Covid-19 Daily Bulletin

5 January 2021

A series of daily updates for CHO members regarding relevant updates pertaining to Coronavirus from home and abroad.

Key Announcements:

  • Last night, Prime Minister Boris Johnson announced another ramping of English restrictions in order to keep the spread of the virus under control. First Minister Nicola Sturgeon has imposed a similar lockdown in Scotland.
    • People in England can only leave home for one of five reasons:
  1. To go to work if it is “impossible” to work from home,
  2. To shop for essentials such as food or medicine
  3. Exercise can be done with members of your own household or support bubble, or with one other person from a different household
  4. To provide care or help to a vulnerable person
  5. And for medical reasons or to escape domestic violence or harm.
  • Police will have legal powers to ensure compliance, including fines.
  • In a major U-turn from just the day prior, today all primary and secondary schools and colleges will move to remote learning, apart from children of key workers, who will still go in. Exams, including GCSEs and A-Levels this summer will be cancelled according to the BBC. Nurseries and early years providers will remain open.
  • The Government is still hopeful that the vaccination programme offers a route out the current predicament, with Johnson saying that all care home residents and their carers, everyone aged 70 and over, all frontline health and social care workers, and the clinically extremely vulnerable will be offered one dose of a vaccine by mid-February.

Devolved

  • Nicola Sturgeon told MSPs on Monday that Scotland faced an “extremely serious” situation, with the new, faster-spreading variant of coronavirus “a massive blow”. A government document revealed there were more than 90 patients in intensive care units in recent days, with new modelling suggesting that figure could more than double by early February.
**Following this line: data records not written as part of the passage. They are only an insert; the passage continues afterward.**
//! Delivery batch types

use chrono::{DateTime, NaiveDate, Utc};
use rust_decimal::Decimal;
use serde::{Deserialize, Serialize};
use sqlx::FromRow;
use uuid::Uuid;

use super::{Order, VehicleType};

/// Batch status
#[derive(Debug, Clone, Copy, PartialEq, Eq, Serialize, Deserialize, sqlx::Type)]
#[serde(rename_all = "snake_case")]
#[sqlx(type_name = "batch_status", rename_all = "snake_case")]
pub enum BatchStatus {
    Planned,
    InTransit,
    Completed,
    Cancelled,
}

impl BatchStatus {
    pub const fn as_str(self) -> &'static str {
        match self {
            BatchStatus::Planned => "planned",
            BatchStatus::InTransit => "in_transit",
            BatchStatus::Completed => "completed",
            BatchStatus::Cancelled => "cancelled",
        }
    }
}

/// Batch entity: orders committed to one vehicle and date
#[derive(Debug, Clone, Serialize, Deserialize, FromRow)]
#[serde(rename_all = "camelCase")]
pub struct Batch {
    pub id: i64,
    pub batch_number: String,
    pub sequence_no: i32,
    pub planned_date: NaiveDate,
    pub actual_date: Option<NaiveDate>,
    pub zone_id: i64,
    pub vehicle_id: Option<i64>,
    pub vehicle_type: VehicleType,
    pub order_count: i32,
    pub total_items: i32,
    pub total_value: Decimal,
    pub total_rate: Decimal,
    pub total_distance_km: f64,
    pub status: BatchStatus,
    pub created_by: Option<Uuid>,
    pub updated_by: Option<Uuid>,
    pub created_at: DateTime<Utc>,
    pub updated_at: DateTime<Utc>,
}

/// Aggregate columns derived from a batch's members
#[derive(Debug, Clone, Copy, PartialEq, Serialize, Deserialize)]
#[serde(rename_all = "camelCase")]
pub struct BatchTotals {
    pub order_count: i32,
    pub total_items: i32,
    pub total_value: Decimal,
    pub total_rate: Decimal,
    pub total_distance_km: f64,
}

/// Request to allocate unassigned orders into a new batch.
///
/// `order_ids` order is the pricing order.
#[derive(Debug, Clone, Serialize, Deserialize)]
#[serde(rename_all = "camelCase")]
pub struct AllocateRequest {
    pub order_ids: Vec<i64>,
    pub planned_date: NaiveDate,
    pub vehicle_type: VehicleType,
    #[serde(default)]
    pub vehicle_id: Option<i64>,
}

#[derive(Debug, Clone, Serialize, Deserialize)]
#[serde(rename_all = "camelCase")]
pub struct BatchIdRequest {
    pub batch_id: i64,
}

#[derive(Debug, Clone, Serialize, Deserialize)]
#[serde(rename_all = "camelCase")]
pub struct RemoveFromBatchRequest {
    pub order_id: i64,
}

#[derive(Debug, Clone, Serialize, Deserialize)]
#[serde(rename_all = "camelCase")]
pub struct CompleteBatchRequest {
    pub batch_id: i64,
    pub delivery_date: NaiveDate,
}

#[derive(Debug, Clone, Serialize, Deserialize)]
#[serde(rename_all = "camelCase")]
pub struct ListBatchesRequest {
    pub date: NaiveDate,
}

/// Batch with its member orders
#[derive(Debug, Clone, Serialize, Deserialize)]
#[serde(rename_all = "camelCase")]
pub struct BatchDetail {
    pub batch: Batch,
    pub orders: Vec<Order>,
}

#[derive(Debug, Clone, Serialize, Deserialize)]
#[serde(rename_all = "camelCase")]
pub struct BatchListResponse {
    pub items: Vec<Batch>,
    pub total: i64,
}

/// Outcome of releasing one member from a batch
#[derive(Debug, Clone, Serialize, Deserialize)]
#[serde(rename_all = "camelCase", rename_all_fields = "camelCase", tag = "outcome")]
pub enum RemovalOutcome {
    /// Remaining members were re-priced
    Recomputed { batch_id: i64, totals: BatchTotals },
    /// The released order was the last member; the batch row is gone
    BatchDeleted { batch_id: i64 },
}

#[derive(Debug, Clone, Serialize, Deserialize)]
#[serde(rename_all = "camelCase")]
pub struct DeleteBatchResponse {
    pub batch_id: i64,
    pub released_orders: i64,
}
The modelling sets out different scenarios with the most pessimistic predicting hospitals admissions could soar to more than 8,000 with over 700 patients requiring intensive care.
  • Announcements about this year’s school transfer tests in Northern Ireland are expected today, First Minister Arlene Foster has said. She was speaking on Monday night after the Stormont executive announced an extended period of remote learning for school pupils in Northern Ireland. The executive also plans to give its stay-at-home guidance legal force.

International

  • Parties and new year celebrations that attracted thousands of revellers with little social distancing or mask wearing have triggered panic and a strict 30-day national lockdown in Zimbabwe’s capital, Harare.
  • Italy has decided to keep nationwide restrictions in place while relaxing curbs on weekdays, Reuters is reporting. Italians spent much of Christmas and New Year at home, with people allowed to leave their houses only for work, health and emergencies, or for brief trips to see a limited number of friends or relatives. These rules are set to expire on Thursday and ministers agreed at a late Monday night cabinet meeting to return to the old, three-tier system, which allows for different measures to be applied to different regions.
  • In what has been described as a “state scandal”, France has only vaccinated approximately 500 of its citizens, compared to around 240,000 in Germany and one million in Britain, according to health ministry figures.

Stakeholders

  • A leading thinktank has called for action to make Britain a fairer country after its research showed that the Covid-19 pandemic had led to greater inequality . The Institute for Fiscal Studies said the most vulnerable – those on lower incomes, the young, the least-educated and people from black, Asian and minority ethnic backgrounds – had been hit hardest by the crisis.